The Union Budget 2024-25, presented as an interim budget by Finance Minister Nirmala Sitharaman on February 1, 2024, was widely anticipated for its policy directions in the lead-up to the general elections. Contrary to expectations of sweeping reforms, the government adopted a philosophy of continuity and consolidation, refraining from major changes to the direct tax regime. For the small business sector, often described as the backbone of the Indian economy, this budget was notable for its stability and lack of disruptive amendments. This article provides a meticulous analysis of the key tax law changes and reaffirmed policies that impact Micro, Small, and Medium Enterprises (MSMEs). It delves into the extension of beneficial tax regimes, the clarification of outstanding issues like Section 43B(h), the implications of persistently high TDS/TCS rates, and the continued focus on digital compliance and manufacturing incentives. While no new significant concessions were announced, the budget reinforces the existing framework designed to ease compliance, improve cash flow, and encourage formalization and growth for small businesses. This analysis serves as a essential guide for small business owners, tax professionals, and stakeholders to navigate the unchanged yet crucial tax landscape for the fiscal year 2024-25.


Article: Budget 2024-2025 Key Tax Law Changes Impacting Small Businesses

Introduction

The Micro, Small, and Medium Enterprise (MSME) sector in India is a critical engine of economic growth, contributing approximately 30% to the nation's GDP and employing over 11 crore people. It is a sector characterized by its dynamism but also its vulnerability to regulatory changes and economic shifts. Therefore, the Union Budget is perennially scrutinized for measures that can either fuel or hinder its progress.

The Interim Budget for 2024-25, presented by Finance Minister Nirmala Sitharaman, was crafted against a backdrop of robust economic growth yet global uncertainties. In her speech, the FM explicitly stated, “...in keeping with the convention, I do not propose to make any change relating to taxation and propose to retain the same tax rates for direct and indirect taxes including import duties.” This announcement set the tone for a budget of stability rather than surprise.
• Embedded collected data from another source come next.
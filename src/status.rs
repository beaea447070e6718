//! Secret-free health snapshot of the stored credential and configuration.

// self
use crate::{
	_prelude::*,
	auth::TokenState,
	config::Config,
	store::{CredentialStore, FileStore, RefreshOutcome},
};

/// Serializable status snapshot; contains no token values.
#[derive(Clone, Debug, PartialEq, Eq, Serialize)]
#[serde(rename_all = "camelCase")]
pub struct StatusReport {
	/// `true` when a non-rejected, unexpired access token is stored.
	pub has_valid_token: bool,
	/// Seconds until the stored access token expires; `None` without a record.
	pub expires_in_seconds: Option<i64>,
	/// Lifecycle classification of the stored pair.
	pub token_state: Option<TokenState>,
	/// Outcome of the latest acquisition or refresh.
	pub last_refresh_outcome: RefreshOutcome,
	/// When the latest outcome was recorded.
	#[serde(with = "time::serde::rfc3339::option")]
	pub last_refresh_at: Option<OffsetDateTime>,
	/// `true` once a human must run the consent flow again.
	pub reauthorization_required: bool,
	/// `true` while another invocation holds a live refresh lease.
	pub refresh_in_progress: bool,
	/// Presence flag for every required setting, keyed by camelCase name.
	pub config_presence: BTreeMap<&'static str, bool>,
	/// Snapshot instant.
	#[serde(with = "time::serde::rfc3339")]
	pub generated_at: OffsetDateTime,
}

/// Reads the credential record and configuration presence without mutating either.
#[derive(Clone)]
pub struct StatusReporter {
	presence: BTreeMap<&'static str, bool>,
	skew: Duration,
	store: Option<Arc<dyn CredentialStore>>,
}
impl StatusReporter {
	/// Creates a reporter without a store; every report says no token is held.
	pub fn new(config: &Config) -> Self {
		Self { presence: config.presence(), skew: config.refresh_skew, store: None }
	}

	/// Opens the file store named by `config` when the location is configured.
	pub fn from_config(config: &Config) -> Result<Self> {
		let reporter = Self::new(config);

		match config.credential_store_location() {
			Ok(location) => Ok(reporter.with_store(Arc::new(FileStore::open(location)?))),
			Err(_) => Ok(reporter),
		}
	}

	/// Attaches the store to read from.
	pub fn with_store(mut self, store: Arc<dyn CredentialStore>) -> Self {
		self.store = Some(store);

		self
	}

	/// Builds a report for the current instant.
	pub async fn get_status(&self) -> Result<StatusReport> {
		self.get_status_at(OffsetDateTime::now_utc()).await
	}

	/// Builds a report as seen at `now`.
	pub async fn get_status_at(&self, now: OffsetDateTime) -> Result<StatusReport> {
		let record = match &self.store {
			Some(store) => store.load().await?,
			None => None,
		};
		let mut report = StatusReport {
			has_valid_token: false,
			expires_in_seconds: None,
			token_state: None,
			last_refresh_outcome: RefreshOutcome::Never,
			last_refresh_at: None,
			reauthorization_required: true,
			refresh_in_progress: false,
			config_presence: self.presence.clone(),
			generated_at: now,
		};

		let Some(record) = record else {
			return Ok(report);
		};
		let state = record.pair.state_at(now, self.skew);
		let rejected = record.is_rejected();

		report.has_valid_token = !rejected && state != TokenState::Expired;
		report.expires_in_seconds = Some(record.pair.expires_in_at(now));
		report.token_state = Some(state);
		report.last_refresh_outcome = record.last_outcome();
		report.last_refresh_at = record.last_refresh.map(|r| r.at);
		report.reauthorization_required = rejected
			|| (state == TokenState::Expired && record.pair.refresh_token.is_none());
		report.refresh_in_progress =
			record.refresh_lease.as_ref().is_some_and(|lease| lease.expires_at > now);

		Ok(report)
	}
}
impl Debug for StatusReporter {
	fn fmt(&self, f: &mut Formatter) -> FmtResult {
		f.debug_struct("StatusReporter")
			.field("presence", &self.presence)
			.field("skew", &self.skew)
			.field("has_store", &self.store.is_some())
			.finish()
	}
}

#[cfg(test)]
mod tests {
	// crates.io
	use time::macros;
	// self
	use super::*;
	use crate::{
		auth::TokenPair,
		store::{CredentialRecord, MemoryStore, RefreshLease},
	};

	const NOW: OffsetDateTime = macros::datetime!(2025-03-01 09:00 UTC);

	fn record(expires_in: Duration) -> CredentialRecord {
		CredentialRecord::new(
			TokenPair::builder()
				.access_token("access-secret-value")
				.refresh_token("refresh-secret-value")
				.issued_at(NOW - Duration::minutes(5))
				.expires_in(expires_in + Duration::minutes(5))
				.build()
				.expect("Token pair fixture should build."),
		)
	}

	fn reporter(record: Option<CredentialRecord>) -> StatusReporter {
		let config = Config::default().with_client_id("client").with_client_secret("secret");
		let store = match record {
			Some(record) => MemoryStore::with_record(record),
			None => MemoryStore::default(),
		};

		StatusReporter::new(&config).with_store(Arc::new(store))
	}

	#[tokio::test]
	async fn empty_store_reports_reauthorization() {
		let report = reporter(None).get_status_at(NOW).await.expect("Status should load.");

		assert!(!report.has_valid_token);
		assert!(report.reauthorization_required);
		assert_eq!(report.expires_in_seconds, None);
		assert_eq!(report.last_refresh_outcome, RefreshOutcome::Never);
		assert_eq!(report.config_presence.get("clientId"), Some(&true));
		assert_eq!(report.config_presence.get("redirectUri"), Some(&false));
	}

	#[tokio::test]
	async fn valid_record_is_summarised() {
		let stored = record(Duration::hours(1)).with_report(RefreshOutcome::Authorized, NOW);
		let report = reporter(Some(stored)).get_status_at(NOW).await.expect("Status should load.");

		assert!(report.has_valid_token);
		assert!(!report.reauthorization_required);
		assert_eq!(report.expires_in_seconds, Some(3_600));
		assert_eq!(report.token_state, Some(TokenState::Valid));
		assert_eq!(report.last_refresh_outcome, RefreshOutcome::Authorized);
		assert_eq!(report.last_refresh_at, Some(NOW));
	}

	#[tokio::test]
	async fn rejected_record_is_not_valid() {
		let mut stored = record(Duration::hours(1)).with_report(RefreshOutcome::Rejected, NOW);

		stored.rejected_at = Some(NOW);

		let report = reporter(Some(stored)).get_status_at(NOW).await.expect("Status should load.");

		assert!(!report.has_valid_token);
		assert!(report.reauthorization_required);
		assert_eq!(report.last_refresh_outcome, RefreshOutcome::Rejected);
	}

	#[tokio::test]
	async fn live_lease_is_reported() {
		let mut stored = record(Duration::seconds(30));

		stored.refresh_lease =
			Some(RefreshLease { holder: "other".into(), expires_at: NOW + Duration::minutes(1) });

		let report = reporter(Some(stored)).get_status_at(NOW).await.expect("Status should load.");

		assert!(report.refresh_in_progress);
		assert_eq!(report.token_state, Some(TokenState::NearExpiry));
		assert!(report.has_valid_token);
	}

	#[tokio::test]
	async fn serialized_report_never_contains_secrets() {
		let stored = record(Duration::hours(1)).with_report(RefreshOutcome::Succeeded, NOW);
		let report = reporter(Some(stored)).get_status_at(NOW).await.expect("Status should load.");
		let json = serde_json::to_string(&report).expect("Report should serialize.");

		assert!(json.contains("\"hasValidToken\":true"));
		assert!(json.contains("\"lastRefreshOutcome\":\"succeeded\""));
		assert!(!json.contains("access-secret-value"));
		assert!(!json.contains("refresh-secret-value"));
		assert!(!json.contains("\"secret\""));
	}
}
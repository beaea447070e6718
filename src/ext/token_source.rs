//! Token provider seam consumed by the monitoring job.

// self
use crate::{_prelude::*, auth::AccessToken, flows::TokenLifecycleManager, http::TokenHttpClient};

/// Boxed future returned by [`AccessTokenSource::get_valid_token`].
pub type TokenFuture<'a> = Pin<Box<dyn Future<Output = Result<AccessToken>> + 'a + Send>>;

/// Anything able to hand out a currently valid access token.
pub trait AccessTokenSource
where
	Self: Send + Sync,
{
	/// Resolves with a usable token or the reason none is available.
	///
	/// [`Error::requires_reauthorization`] is `true` when only the human consent step helps.
	fn get_valid_token(&self) -> TokenFuture<'_>;
}
impl<C> AccessTokenSource for TokenLifecycleManager<C>
where
	C: ?Sized + TokenHttpClient,
{
	fn get_valid_token(&self) -> TokenFuture<'_> {
		Box::pin(TokenLifecycleManager::get_valid_token(self))
	}
}
impl<T> AccessTokenSource for Arc<T>
where
	T: ?Sized + AccessTokenSource,
{
	fn get_valid_token(&self) -> TokenFuture<'_> {
		(**self).get_valid_token()
	}
}
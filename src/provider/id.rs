//! Validated identifier for provider descriptors.

// std
use std::ops::Deref;
// self
use crate::_prelude::*;

const IDENTIFIER_MAX_LEN: usize = 64;

/// Error returned when identifier validation fails.
#[derive(Clone, Debug, PartialEq, Eq, ThisError)]
pub enum IdentifierError {
	/// The identifier was empty.
	#[error("Provider identifier cannot be empty.")]
	Empty,
	/// The identifier contains whitespace characters.
	#[error("Provider identifier contains whitespace.")]
	ContainsWhitespace,
	/// The identifier exceeded the allowed character count.
	#[error("Provider identifier exceeds {max} characters.")]
	TooLong {
		/// Maximum permitted character count.
		max: usize,
	},
}

/// Identifier for a brokerage provider descriptor (`upstox`, `mock-brokerage`).
#[derive(Clone, PartialEq, Eq, PartialOrd, Ord, Hash, Serialize, Deserialize)]
#[serde(try_from = "String", into = "String")]
pub struct ProviderId(String);
impl ProviderId {
	/// Creates a new identifier after validation.
	pub fn new(value: impl AsRef<str>) -> Result<Self, IdentifierError> {
		let view = value.as_ref();

		validate(view)?;

		Ok(Self(view.to_owned()))
	}
}
impl Deref for ProviderId {
	type Target = str;

	fn deref(&self) -> &Self::Target {
		&self.0
	}
}
impl From<ProviderId> for String {
	fn from(value: ProviderId) -> Self {
		value.0
	}
}
impl TryFrom<String> for ProviderId {
	type Error = IdentifierError;

	fn try_from(value: String) -> Result<Self, Self::Error> {
		validate(&value)?;

		Ok(Self(value))
	}
}
impl Debug for ProviderId {
	fn fmt(&self, f: &mut Formatter) -> FmtResult {
		write!(f, "Provider({})", self.0)
	}
}
impl Display for ProviderId {
	fn fmt(&self, f: &mut Formatter) -> FmtResult {
		f.write_str(&self.0)
	}
}

fn validate(view: &str) -> Result<(), IdentifierError> {
	if view.is_empty() {
		return Err(IdentifierError::Empty);
	}
	if view.chars().any(char::is_whitespace) {
		return Err(IdentifierError::ContainsWhitespace);
	}
	if view.len() > IDENTIFIER_MAX_LEN {
		return Err(IdentifierError::TooLong { max: IDENTIFIER_MAX_LEN });
	}

	Ok(())
}
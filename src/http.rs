//! Transport primitives for token endpoint calls.
//!
//! [`TokenHttpClient`] is the crate's only dependency on an HTTP stack. Exchangers hand it a
//! fully prepared [`TokenRequest`] and receive a [`TokenReply`] carrying the status, the
//! Retry-After hint, and the raw body. Timeouts and connection failures surface as
//! [`TransientError`] so the retry policy can treat every transport the same way.

// std
#[cfg(feature = "reqwest")] use std::ops::Deref;
// crates.io
#[cfg(feature = "reqwest")] use reqwest::header::{HeaderMap, RETRY_AFTER};
#[cfg(feature = "reqwest")] use time::format_description::well_known::Rfc2822;
// self
#[cfg(feature = "reqwest")] use crate::error::ConfigError;
use crate::{_prelude::*, auth::TokenSecret, error::TransientError};

/// Boxed future returned by [`TokenHttpClient::post_form`].
pub type HttpFuture<'a, T> = Pin<Box<dyn Future<Output = Result<T, TransientError>> + 'a + Send>>;

/// Abstraction over HTTP transports able to POST a form to the token endpoint.
///
/// Implementations must not follow redirects and must enforce their own timeout.
pub trait TokenHttpClient
where
	Self: 'static + Send + Sync,
{
	/// Sends `request` and resolves with whatever the endpoint answered, success or not.
	fn post_form(&self, request: TokenRequest) -> HttpFuture<'_, TokenReply>;
}

/// Form POST prepared by the exchanger.
#[derive(Clone)]
pub struct TokenRequest {
	/// Token endpoint.
	pub url: Url,
	/// Form body in wire order.
	pub form: Vec<(String, String)>,
	/// HTTP Basic credentials for `client_secret_basic`.
	pub basic_auth: Option<(String, TokenSecret)>,
}
impl Debug for TokenRequest {
	fn fmt(&self, f: &mut Formatter) -> FmtResult {
		f.debug_struct("TokenRequest")
			.field("url", &self.url.as_str())
			.field("form_keys", &self.form.iter().map(|(k, _)| k.as_str()).collect::<Vec<_>>())
			.field("basic_auth", &self.basic_auth.is_some())
			.finish()
	}
}

/// Metadata captured from a token endpoint response.
#[derive(Clone, Debug, Default, PartialEq, Eq)]
pub struct ResponseMetadata {
	/// HTTP status code returned by the token endpoint.
	pub status: u16,
	/// Retry-After hint expressed as a relative duration.
	pub retry_after: Option<Duration>,
}

/// Raw token endpoint response.
#[derive(Clone)]
pub struct TokenReply {
	/// Status and retry hints.
	pub metadata: ResponseMetadata,
	/// Response body; may carry tokens, so it is never logged.
	pub body: String,
}
impl TokenReply {
	/// Convenience constructor used by transports and test doubles.
	pub fn new(status: u16, body: impl Into<String>) -> Self {
		Self { metadata: ResponseMetadata { status, retry_after: None }, body: body.into() }
	}

	/// Returns `true` for 2xx statuses.
	pub fn is_success(&self) -> bool {
		(200..300).contains(&self.metadata.status)
	}
}
impl Debug for TokenReply {
	fn fmt(&self, f: &mut Formatter) -> FmtResult {
		f.debug_struct("TokenReply")
			.field("metadata", &self.metadata)
			.field("body_len", &self.body.len())
			.finish()
	}
}

/// Thin wrapper around [`ReqwestClient`] so shared HTTP behavior lives in one place.
///
/// Token requests never follow redirects; build custom clients with
/// `redirect::Policy::none()`.
#[cfg(feature = "reqwest")]
#[derive(Clone, Debug)]
pub struct ReqwestHttpClient(pub ReqwestClient);
#[cfg(feature = "reqwest")]
impl ReqwestHttpClient {
	/// Wraps an existing reqwest [`ReqwestClient`].
	pub fn with_client(client: ReqwestClient) -> Self {
		Self(client)
	}

	/// Builds a client with a strict overall timeout and redirects disabled.
	pub fn with_timeout(timeout: Duration) -> Result<Self, ConfigError> {
		let client = ReqwestClient::builder()
			.timeout(timeout.unsigned_abs())
			.redirect(reqwest::redirect::Policy::none())
			.build()?;

		Ok(Self(client))
	}
}
#[cfg(feature = "reqwest")]
impl AsRef<ReqwestClient> for ReqwestHttpClient {
	fn as_ref(&self) -> &ReqwestClient {
		&self.0
	}
}
#[cfg(feature = "reqwest")]
impl Deref for ReqwestHttpClient {
	type Target = ReqwestClient;

	fn deref(&self) -> &Self::Target {
		&self.0
	}
}
#[cfg(feature = "reqwest")]
impl TokenHttpClient for ReqwestHttpClient {
	fn post_form(&self, request: TokenRequest) -> HttpFuture<'_, TokenReply> {
		Box::pin(async move {
			let mut builder = self.0.post(request.url).form(&request.form);

			if let Some((user, password)) = request.basic_auth.as_ref() {
				builder = builder.basic_auth(user, Some(password.expose()));
			}

			let response = builder.send().await.map_err(map_reqwest_error)?;
			let status = response.status().as_u16();
			let retry_after = parse_retry_after(response.headers());
			let body = response.text().await.map_err(map_reqwest_error)?;

			Ok(TokenReply { metadata: ResponseMetadata { status, retry_after }, body })
		})
	}
}

#[cfg(feature = "reqwest")]
fn map_reqwest_error(e: ReqwestError) -> TransientError {
	if e.is_timeout() { TransientError::timeout(e) } else { TransientError::network(e) }
}

#[cfg(feature = "reqwest")]
fn parse_retry_after(headers: &HeaderMap) -> Option<Duration> {
	let value = headers.get(RETRY_AFTER)?;
	let raw = value.to_str().ok()?.trim();

	if let Ok(secs) = raw.parse::<u32>() {
		return Some(Duration::seconds(i64::from(secs)));
	}
	if let Ok(moment) = OffsetDateTime::parse(raw, &Rfc2822) {
		let delta = moment - OffsetDateTime::now_utc();

		if delta.is_positive() {
			return Some(delta);
		}
	}

	None
}
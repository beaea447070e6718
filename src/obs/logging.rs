//! Process-wide `tracing` subscriber for the binary.
//!
//! Events go to stderr so command output on stdout (status JSON, authorization URLs) stays
//! machine-readable. `RUST_LOG` overrides the default `info` filter.

// crates.io
use tracing_subscriber::{
	EnvFilter, Layer, filter::ParseError, layer::SubscriberExt, util::SubscriberInitExt,
};
// self
use crate::{_prelude::*, config::LogFormat};

const DEFAULT_FILTER: &str = "info,hyper=warn,reqwest=warn,h2=warn";

/// Failures while installing the subscriber.
#[derive(Debug, ThisError)]
pub enum LoggingError {
	/// `RUST_LOG` could not be parsed.
	#[error("RUST_LOG is not a valid filter.")]
	Filter(#[from] ParseError),
	/// Another global subscriber is already installed.
	#[error("A global tracing subscriber is already installed.")]
	AlreadyInstalled(#[from] tracing_subscriber::util::TryInitError),
}

/// Installs the global subscriber with the requested output format.
pub fn init(format: LogFormat) -> Result<(), LoggingError> {
	let filter = match std::env::var(EnvFilter::DEFAULT_ENV) {
		Ok(raw) if !raw.trim().is_empty() => EnvFilter::try_new(raw)?,
		_ => EnvFilter::try_new(DEFAULT_FILTER)?,
	};
	let fmt_layer = match format {
		LogFormat::Pretty =>
			tracing_subscriber::fmt::layer().pretty().with_writer(std::io::stderr).boxed(),
		LogFormat::Json => tracing_subscriber::fmt::layer()
			.json()
			.with_current_span(true)
			.with_writer(std::io::stderr)
			.boxed(),
	};

	tracing_subscriber::registry().with(filter).with(fmt_layer).try_init()?;

	Ok(())
}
For small businesses, this stability is a double-edged sword. On one hand, it provides a predictable regulatory environment, allowing for confident long-term planning without the fear of sudden fiscal shocks. On the other hand, the sector, still recovering from the pandemic's aftershocks and grappling with inflationary pressures, had hopes for specific relief measures, particularly in the areas of tax simplification, reduced rates, and easier compliance.

Despite the status quo on tax rates, the budget and the accompanying Finance Bill contain crucial reaffirmations, extensions of deadlines, and clarifications on previous amendments that have significant implications for small businesses. Understanding these nuances is paramount for effective financial planning and compliance in the forthcoming fiscal year.

This article breaks down these key aspects into detailed sections, providing a holistic view of the tax landscape for MSMEs in 2024-25.


Section 1: The Reaffirmation of Beneficial Tax Regimes

One of the most significant takeaways for small businesses is the government's commitment to the existing beneficial tax structures, namely the presumptive taxation schemes under Sections 44AD and 44ADA, and the new tax regime under Section 115BAC.


1.1. Presumptive Taxation Schemes (Sections 44AD, 44ADA, and 44AE)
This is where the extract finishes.